Hi, guys. It’s been a while, so I thought I should share some of the tools I use for losing weight. After all, to lose weight you need to keep your energy intake below your energy expenditure. I’ll warn you now, though, there are some maths involved, so grab your calculator.
What is a calorie?
If you are a regular gym goer, you probably already know what a calorie is and why it is so important to count them. However, it is a common household word now and people know it is related to weight but nothing else about it. So here is the definition.
A calorie is a measurement of energy. Specifically, 1 calorie is required to raise the temperature of 1 gramme of water by 1 degree celsius. The main thing you need to take away from this is that the calories that we eat, get stored as energy to be used later.
To lose weight we need to keep our average caloric intake below that of which we burn. We know that a calorie is the measurement of energy, but what does this mean?
Putting it into relevant terms, 1lb of fat stores 3,500 calories. To burn 2lbs of fat over a week, you would need to eat less. And by less I mean 1000 calories fewer than you burn on a typical day – 7000 calories per week.
How many calories do you burn?
Now we know what a calorie is and why it is important to measure them, we can now work out how many calories we need. For this, we will use the Katch-Mcardle formula. It is widely perceived as the most accurate calculator – so let’s get to it.
LBM (Lean Body Mass)
Firstly you need to work out your body fat. Most personal trainers can give you measurements and provide you with an accurate reading. Once you have this, you can work out your LBM – as below.
body mass * (1 – % body fat) = LBM
For a 200lb person with 25% body fat, it would look like this.
200 * (1 – 0.25) = 150 lbs
Once you have done this for yourself, you can begin to work out your BMR and TDEE (see below).
BMR (Basal Metabolic Rate)
Now you have your LBM reading, we can work out your BMR. This is the amount of energy the body need to function properly if we were to lie in bed all day and not move, this is how much the body would burn naturally.

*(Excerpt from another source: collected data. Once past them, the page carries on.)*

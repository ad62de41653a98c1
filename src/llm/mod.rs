// ABOUTME: LLM provider abstraction layer for pluggable chat completion backends
// ABOUTME: Defines the provider contract, message types and the typed upstream failure
//
// SPDX-License-Identifier: MIT OR Apache-2.0
// Copyright (c) 2025 ShantiSaathi Contributors

//! # LLM Provider Service Provider Interface
//!
//! The chat pipeline depends only on [`LlmProvider`]. Vendor wire formats stay
//! inside the provider implementations, and every upstream failure arrives as
//! a typed [`LlmError`].
//!
//! ## Example: Using a Provider
//!
//! ```rust,no_run
//! use shantisaathi_server::llm::{ChatMessage, ChatRequest, LlmProvider};
//!
//! async fn example(provider: &dyn LlmProvider) {
//!     let request = ChatRequest::new(vec![
//!         ChatMessage::system("You are a compassionate companion."),
//!         ChatMessage::user("I feel anxious today"),
//!     ])
//!     .with_temperature(0.7)
//!     .with_max_tokens(1000);
//!
//!     let response = provider.complete(&request).await;
//! }
//! ```

mod groq;
mod openai_compatible;
mod provider;

pub use groq::GroqProvider;
pub use openai_compatible::{OpenAiCompatibleConfig, OpenAiCompatibleProvider};
pub use provider::ChatProvider;

use async_trait::async_trait;
use serde::{Deserialize, Serialize};
use thiserror::Error;

use crate::errors::{AppError, ErrorCode};

// ============================================================================
// Message Types
// ============================================================================

/// Role of a message in the conversation
#[derive(Debug, Clone, Copy, PartialEq, Eq, Serialize, Deserialize)]
#[serde(rename_all = "lowercase")]
pub enum MessageRole {
    /// System instruction message
    System,
    /// User input message
    User,
    /// Assistant response message
    Assistant,
}

impl MessageRole {
    /// Convert to string representation for API calls
    #[must_use]
    pub const fn as_str(&self) -> &'static str {
        match self {
            Self::System => "system",
            Self::User => "user",
            Self::Assistant => "assistant",
        }
    }

    /// Parse a wire role name
    #[must_use]
    pub fn parse(value: &str) -> Option<Self> {
        match value {
            "system" => Some(Self::System),
            "user" => Some(Self::User),
            "assistant" => Some(Self::Assistant),
            _ => None,
        }
    }
}

/// A single message in a chat conversation
#[derive(Debug, Clone, PartialEq, Eq, Serialize, Deserialize)]
pub struct ChatMessage {
    /// Role of the message sender
    pub role: MessageRole,
    /// Content of the message
    pub content: String,
}

impl ChatMessage {
    /// Create a new chat message
    #[must_use]
    pub fn new(role: MessageRole, content: impl Into<String>) -> Self {
        Self {
            role,
            content: content.into(),
        }
    }

    /// Create a system message
    #[must_use]
    pub fn system(content: impl Into<String>) -> Self {
        Self::new(MessageRole::System, content)
    }

    /// Create a user message
    #[must_use]
    pub fn user(content: impl Into<String>) -> Self {
        Self::new(MessageRole::User, content)
    }

    /// Create an assistant message
    #[must_use]
    pub fn assistant(content: impl Into<String>) -> Self {
        Self::new(MessageRole::Assistant, content)
    }
}

// ============================================================================
// Request/Response Types
// ============================================================================

/// Configuration for a chat completion request
#[derive(Debug, Clone)]
pub struct ChatRequest {
    /// Conversation messages, system first
    pub messages: Vec<ChatMessage>,
    /// Model identifier (provider default when unset)
    pub model: Option<String>,
    /// Sampling temperature (0.0 - 2.0)
    pub temperature: Option<f32>,
    /// Maximum tokens to generate
    pub max_tokens: Option<u32>,
    /// Ask for a streamed completion
    pub stream: bool,
}

impl ChatRequest {
    /// Create a new non-streaming chat request
    #[must_use]
    pub const fn new(messages: Vec<ChatMessage>) -> Self {
        Self {
            messages,
            model: None,
            temperature: None,
            max_tokens: None,
            stream: false,
        }
    }

    /// Set the model to use
    #[must_use]
    pub fn with_model(mut self, model: impl Into<String>) -> Self {
        self.model = Some(model.into());
        self
    }

    /// Set the temperature
    #[must_use]
    pub const fn with_temperature(mut self, temperature: f32) -> Self {
        self.temperature = Some(temperature);
        self
    }

    /// Set the maximum tokens
    #[must_use]
    pub const fn with_max_tokens(mut self, max_tokens: u32) -> Self {
        self.max_tokens = Some(max_tokens);
        self
    }

    /// Request a streamed completion
    #[must_use]
    pub const fn with_streaming(mut self) -> Self {
        self.stream = true;
        self
    }
}

/// Response from a chat completion
#[derive(Debug, Clone, Default)]
pub struct ChatResponse {
    /// Generated text, absent when the upstream sent none
    pub content: Option<String>,
    /// Model used for generation
    pub model: String,
    /// Token usage statistics
    pub usage: Option<TokenUsage>,
    /// Finish reason (stop, length, etc.)
    pub finish_reason: Option<String>,
}

/// Token usage statistics
#[derive(Debug, Clone, Copy, PartialEq, Eq, Serialize, Deserialize)]
#[serde(rename_all = "camelCase")]
pub struct TokenUsage {
    /// Tokens in the prompt
    pub prompt_tokens: u32,
    /// Tokens in the completion
    pub completion_tokens: u32,
    /// Total tokens used
    pub total_tokens: u32,
}

// ============================================================================
// Typed Upstream Failure
// ============================================================================

/// Failure reported by a provider, classified by cause
#[derive(Debug, Clone, PartialEq, Eq, Error)]
pub enum LlmError {
    /// Upstream rejected the credential
    #[error("{provider} rejected the credential: {message}")]
    Unauthorized {
        /// Provider name
        provider: &'static str,
        /// Upstream detail
        message: String,
    },
    /// Upstream quota exhausted
    #[error("{provider} rate limit exceeded: {message}")]
    RateLimited {
        /// Provider name
        provider: &'static str,
        /// Upstream detail
        message: String,
    },
    /// Upstream rejected the request shape or model
    #[error("{provider} rejected the request: {message}")]
    InvalidRequest {
        /// Provider name
        provider: &'static str,
        /// Upstream detail
        message: String,
    },
    /// Network failure, timeout or upstream outage
    #[error("{provider} unavailable: {message}")]
    Unavailable {
        /// Provider name
        provider: &'static str,
        /// Upstream detail
        message: String,
    },
    /// Anything else
    #[error("{provider} error: {message}")]
    Other {
        /// Provider name
        provider: &'static str,
        /// Upstream detail
        message: String,
    },
}

impl LlmError {
    /// Classify an upstream HTTP failure
    ///
    /// The status decides whenever it carries meaning; message sniffing only
    /// runs for statuses that do not.
    #[must_use]
    pub fn from_status(provider: &'static str, status: u16, message: impl Into<String>) -> Self {
        let message = message.into();
        match status {
            401 | 403 => Self::Unauthorized { provider, message },
            429 => Self::RateLimited { provider, message },
            400 | 404 | 413 | 422 => Self::InvalidRequest { provider, message },
            408 | 500..=599 => Self::Unavailable { provider, message },
            _ => Self::from_message(provider, message),
        }
    }

    /// Classify a failure that has only a message
    #[must_use]
    pub fn from_message(provider: &'static str, message: impl Into<String>) -> Self {
        let message = message.into();
        let lower = message.to_lowercase();
        if lower.contains("api key") || lower.contains("unauthorized") || lower.contains("401") {
            Self::Unauthorized { provider, message }
        } else if lower.contains("rate limit") || lower.contains("429") {
            Self::RateLimited { provider, message }
        } else if lower.contains("model") || lower.contains("400") {
            Self::InvalidRequest { provider, message }
        } else {
            Self::Other { provider, message }
        }
    }

    /// Short kind label for logs
    #[must_use]
    pub const fn kind(&self) -> &'static str {
        match self {
            Self::Unauthorized { .. } => "unauthorized",
            Self::RateLimited { .. } => "rate_limited",
            Self::InvalidRequest { .. } => "upstream_model_error",
            Self::Unavailable { .. } => "upstream_unavailable",
            Self::Other { .. } => "unknown",
        }
    }

    /// Error code this failure maps to
    #[must_use]
    pub const fn error_code(&self) -> ErrorCode {
        match self {
            Self::Unauthorized { .. } => ErrorCode::ExternalAuthFailed,
            Self::RateLimited { .. } => ErrorCode::ExternalRateLimited,
            Self::InvalidRequest { .. } => ErrorCode::ExternalModelRejected,
            Self::Unavailable { .. } => ErrorCode::ExternalServiceUnavailable,
            Self::Other { .. } => ErrorCode::ExternalServiceError,
        }
    }
}

impl From<LlmError> for AppError {
    fn from(error: LlmError) -> Self {
        Self::new(error.error_code(), error.to_string()).with_source(error)
    }
}

// ============================================================================
// Provider Trait
// ============================================================================

/// LLM provider trait for chat completion
///
/// Implementations must be `Send + Sync`; one instance serves every request.
#[async_trait]
pub trait LlmProvider: Send + Sync {
    /// Unique provider identifier (e.g., "groq", "openai")
    fn name(&self) -> &'static str;

    /// Human-readable display name for the provider
    fn display_name(&self) -> &str;

    /// Default model to use if not specified in request
    fn default_model(&self) -> &str;

    /// Perform a non-streaming chat completion
    async fn complete(&self, request: &ChatRequest) -> Result<ChatResponse, LlmError>;
}
// ABOUTME: Configuration management module for centralized server settings
// ABOUTME: Environment-only configuration read once at process start
//
// SPDX-License-Identifier: MIT OR Apache-2.0
// Copyright (c) 2025 ShantiSaathi Contributors

//! Configuration module
//!
//! - **Environment**: server configuration from environment variables
//! - **Types**: environment, provider and fallback enums

/// Environment and server configuration
pub mod environment;
/// Shared configuration enums
pub mod types;

pub use environment::{ChatConfig, CorsConfig, LlmConfig, RateLimitConfig, ServerConfig};
pub use types::{Environment, FallbackMode, LlmProviderType};
// ABOUTME: Unified error handling with error codes, HTTP status mapping and JSON envelopes
// ABOUTME: Every failure leaving the HTTP surface is rendered through AppError::into_response
//
// SPDX-License-Identifier: MIT OR Apache-2.0
// Copyright (c) 2025 ShantiSaathi Contributors

//! # Unified Error Handling System
//!
//! Defines the error codes used across the server, their HTTP status mapping,
//! the stable user-facing text for each code, and the `{success:false, ...}`
//! response envelope sent to clients.

use std::fmt;

use axum::http::StatusCode;
use axum::response::{IntoResponse, Response};
use axum::Json;
use serde::{Deserialize, Serialize};
use thiserror::Error;

use crate::constants::messages;

/// Standard error codes used throughout the application
#[derive(Debug, Clone, Copy, PartialEq, Eq, Hash, Serialize, Deserialize)]
pub enum ErrorCode {
    // Local rate limiting (2000-2999)
    /// Local per-client quota exhausted
    #[serde(rename = "RATE_LIMIT_EXCEEDED")]
    RateLimitExceeded = 2000,

    // Validation (3000-3999)
    /// Request failed validation
    #[serde(rename = "INVALID_INPUT")]
    InvalidInput = 3000,

    // Resource Management (4000-4999)
    /// Route or resource does not exist
    #[serde(rename = "RESOURCE_NOT_FOUND")]
    ResourceNotFound = 4000,

    // External Services (5000-5999)
    /// Upstream failed in a way we could not classify
    #[serde(rename = "EXTERNAL_SERVICE_ERROR")]
    ExternalServiceError = 5000,
    /// Upstream timed out or could not be reached
    #[serde(rename = "EXTERNAL_SERVICE_UNAVAILABLE")]
    ExternalServiceUnavailable = 5001,
    /// Upstream rejected our credential
    #[serde(rename = "EXTERNAL_AUTH_FAILED")]
    ExternalAuthFailed = 5002,
    /// Upstream quota exhausted
    #[serde(rename = "EXTERNAL_RATE_LIMITED")]
    ExternalRateLimited = 5003,
    /// Upstream rejected the request shape or model
    #[serde(rename = "EXTERNAL_MODEL_REJECTED")]
    ExternalModelRejected = 5004,

    // Configuration (6000-6999)
    /// Configuration error encountered
    #[serde(rename = "CONFIG_ERROR")]
    ConfigError = 6000,
    /// Configuration value is invalid
    #[serde(rename = "CONFIG_INVALID")]
    ConfigInvalid = 6002,

    // Internal Errors (9000-9999)
    /// Internal server error
    #[serde(rename = "INTERNAL_ERROR")]
    InternalError = 9000,
}

impl ErrorCode {
    /// Get the HTTP status code for this error
    #[must_use]
    pub const fn http_status(&self) -> u16 {
        match self {
            // 400 Bad Request
            Self::InvalidInput | Self::ExternalModelRejected => 400,

            // 401 Unauthorized
            Self::ExternalAuthFailed => 401,

            // 404 Not Found
            Self::ResourceNotFound => 404,

            // 429 Too Many Requests
            Self::RateLimitExceeded | Self::ExternalRateLimited => 429,

            // 502 Bad Gateway
            Self::ExternalServiceUnavailable => 502,

            // 500 Internal Server Error
            Self::ExternalServiceError
            | Self::ConfigError
            | Self::ConfigInvalid
            | Self::InternalError => 500,
        }
    }

    /// Get a description of this error for logs
    #[must_use]
    pub const fn description(&self) -> &'static str {
        match self {
            Self::RateLimitExceeded => "Local rate limit exceeded",
            Self::InvalidInput => "The provided input is invalid",
            Self::ResourceNotFound => "The requested resource was not found",
            Self::ExternalServiceError => "An external service encountered an error",
            Self::ExternalServiceUnavailable => "An external service is currently unavailable",
            Self::ExternalAuthFailed => "Authentication with external service failed",
            Self::ExternalRateLimited => "External service rate limit exceeded",
            Self::ExternalModelRejected => "External service rejected the model request",
            Self::ConfigError => "Configuration error encountered",
            Self::ConfigInvalid => "Configuration is invalid",
            Self::InternalError => "An internal server error occurred",
        }
    }

    /// Stable text shown to clients in the `error` field
    #[must_use]
    pub const fn public_message(&self) -> &'static str {
        match self {
            Self::InvalidInput => messages::INVALID_REQUEST,
            Self::ExternalAuthFailed => messages::INVALID_API_KEY,
            Self::RateLimitExceeded => messages::LOCAL_RATE_LIMITED,
            Self::ExternalRateLimited => messages::UPSTREAM_RATE_LIMITED,
            Self::ExternalModelRejected => messages::MODEL_ERROR,
            Self::ExternalServiceUnavailable => messages::UPSTREAM_UNAVAILABLE,
            Self::ResourceNotFound => messages::ENDPOINT_NOT_FOUND,
            Self::ExternalServiceError
            | Self::ConfigError
            | Self::ConfigInvalid
            | Self::InternalError => messages::CHAT_FAILED,
        }
    }

    /// Whether the raw message may be surfaced as `debug` in development
    #[must_use]
    pub const fn is_unclassified(&self) -> bool {
        matches!(
            self,
            Self::ExternalServiceError | Self::ConfigError | Self::ConfigInvalid | Self::InternalError
        )
    }
}

/// Additional context that can be attached to errors
#[derive(Debug, Clone, Default, Serialize, Deserialize)]
pub struct ErrorContext {
    /// Request ID for tracing
    pub request_id: Option<String>,
    /// Client-visible detail lines (validation violations)
    pub details: Vec<String>,
    /// Surface `message` as `debug` in the response envelope
    pub expose_debug: bool,
}

/// Unified error type for the application
#[derive(Debug, Error)]
pub struct AppError {
    /// Error code
    pub code: ErrorCode,
    /// Internal message, logged and only surfaced in development
    pub message: String,
    /// Additional context
    pub context: ErrorContext,
    /// Source error for error chaining
    #[source]
    pub source: Option<Box<dyn std::error::Error + Send + Sync>>,
}

impl AppError {
    /// Create a new `AppError` with the given code and message
    pub fn new(code: ErrorCode, message: impl Into<String>) -> Self {
        Self {
            code,
            message: message.into(),
            context: ErrorContext::default(),
            source: None,
        }
    }

    /// Add a request ID to the error context
    #[must_use]
    pub fn with_request_id(mut self, request_id: impl Into<String>) -> Self {
        self.context.request_id = Some(request_id.into());
        self
    }

    /// Attach client-visible detail lines
    #[must_use]
    pub fn with_details(mut self, details: Vec<String>) -> Self {
        self.context.details = details;
        self
    }

    /// Allow the raw message to appear as `debug` for unclassified errors
    #[must_use]
    pub fn with_debug_exposed(mut self, expose: bool) -> Self {
        self.context.expose_debug = expose;
        self
    }

    /// Add a source error for error chaining
    #[must_use]
    pub fn with_source(mut self, source: impl std::error::Error + Send + Sync + 'static) -> Self {
        self.source = Some(Box::new(source));
        self
    }

    /// Get the HTTP status code for this error
    #[must_use]
    pub const fn http_status(&self) -> u16 {
        self.code.http_status()
    }

    /// Build the client-facing envelope
    #[must_use]
    pub fn to_response_body(&self) -> ErrorResponse {
        let debug = (self.context.expose_debug && self.code.is_unclassified())
            .then(|| self.message.clone());
        ErrorResponse {
            success: false,
            error: self.code.public_message().to_owned(),
            details: (!self.context.details.is_empty()).then(|| self.context.details.clone()),
            debug,
        }
    }
}

impl fmt::Display for AppError {
    fn fmt(&self, f: &mut fmt::Formatter<'_>) -> fmt::Result {
        write!(f, "{}: {}", self.code.description(), self.message)
    }
}

/// Result type alias for convenience
pub type AppResult<T> = Result<T, AppError>;

/// HTTP error response format
#[derive(Debug, Clone, Serialize, Deserialize)]
pub struct ErrorResponse {
    /// Always `false`
    pub success: bool,
    /// Stable user-facing text
    pub error: String,
    /// Every violated field, for validation failures
    #[serde(skip_serializing_if = "Option::is_none")]
    pub details: Option<Vec<String>>,
    /// Raw cause, development only
    #[serde(skip_serializing_if = "Option::is_none")]
    pub debug: Option<String>,
}

impl IntoResponse for AppError {
    fn into_response(self) -> Response {
        let status =
            StatusCode::from_u16(self.http_status()).unwrap_or(StatusCode::INTERNAL_SERVER_ERROR);
        (status, Json(self.to_response_body())).into_response()
    }
}

/// Convenience functions for creating common errors
impl AppError {
    /// Validation failure carrying every violation
    pub fn invalid_input(details: Vec<String>) -> Self {
        let message = details.join("; ");
        Self::new(ErrorCode::InvalidInput, message).with_details(details)
    }

    /// Local rate limit exceeded
    pub fn rate_limit_exceeded(limit: u32) -> Self {
        Self::new(
            ErrorCode::RateLimitExceeded,
            format!("Rate limit of {limit} requests exceeded"),
        )
    }

    /// Resource not found
    pub fn not_found(resource: impl Into<String>) -> Self {
        Self::new(
            ErrorCode::ResourceNotFound,
            format!("{} not found", resource.into()),
        )
    }

    /// Internal server error
    pub fn internal(message: impl Into<String>) -> Self {
        Self::new(ErrorCode::InternalError, message)
    }

    /// Configuration error
    pub fn config(message: impl Into<String>) -> Self {
        Self::new(ErrorCode::ConfigError, message)
    }

    /// Upstream credential rejected
    pub fn external_auth_failed(service: &str, message: impl Into<String>) -> Self {
        Self::new(
            ErrorCode::ExternalAuthFailed,
            format!("{service}: {}", message.into()),
        )
    }

    /// Upstream unreachable or timed out
    pub fn external_unavailable(service: &str, message: impl Into<String>) -> Self {
        Self::new(
            ErrorCode::ExternalServiceUnavailable,
            format!("{service}: {}", message.into()),
        )
    }}

/// Conversion from `anyhow::Error` to `AppError`
impl From<anyhow::Error> for AppError {
    fn from(error: anyhow::Error) -> Self {
        Self::new(ErrorCode::InternalError, format!("{error:#}"))
    }
}

/// Body JSON that failed to parse
impl From<serde_json::Error> for AppError {
    fn from(error: serde_json::Error) -> Self {
        Self::invalid_input(vec!["Request body must be valid JSON".to_owned()]).with_source(error)
    }
}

For this, I’ll give you two formulas, one for Pounds (lbs) and one for Kilogramme (kg).
370 + (9.8 * LBM in pounds) = BMR in Calories
Example – 370 + (9.8 * 150lbs) = 1,840 Calories
*Remember 1kg = 2.2lbs – (150lbs / 2.2 = 68.2kg)*
370 + (21.6 * LBM in kg) = BMR in Calories
Example – 370 + (21.6 * 68.2kg) = 1840 Calories
TDEE (Total Daily Energy Expenditure)
Finally, we can use these results to work out how much we burn on a daily average. There is no need to change your intake on a daily basis. This is many cases causes a lot of confusion and causes mistakes which lead to less results.
All we need to do now is take our BMR in calories and multiply it by the number next to the statement you find fits you best.
1.2 = Sedentary (1 hours of exercise per week or less)
1.35 = Somewhat active (1-3 hours of exercise per week)
1.5 = Fairly active ( 3-5 hours of exercise per week)
1.75 = Very active (5+ hours of exercise per week)
For example, if our subject at 200lbs was fairly active. we would take his BMR at 1840 and multiply it by 1.35 . So this would be 1840 * 1.35 = 2,484 Calories.
What is left?
What is left? This is the question we need to ask ourselves now. depending on how much weight you want to lose, you want to set a meal plan up so that you are under the resulting TDEE. Doctors would recommend not going below the TDEE by any more than 1,000 calories.
Doctors would recommend not going below the TDEE by any more than 1,000 calories. I, on the other hand, would not drop below my BMR. That’s because dropping below the BMR can cause the body to go too deep into the catabolic state, causing increased muscle loss.
I hope this has helped some of you as much as it has helped me on my journey. Happy weight loss!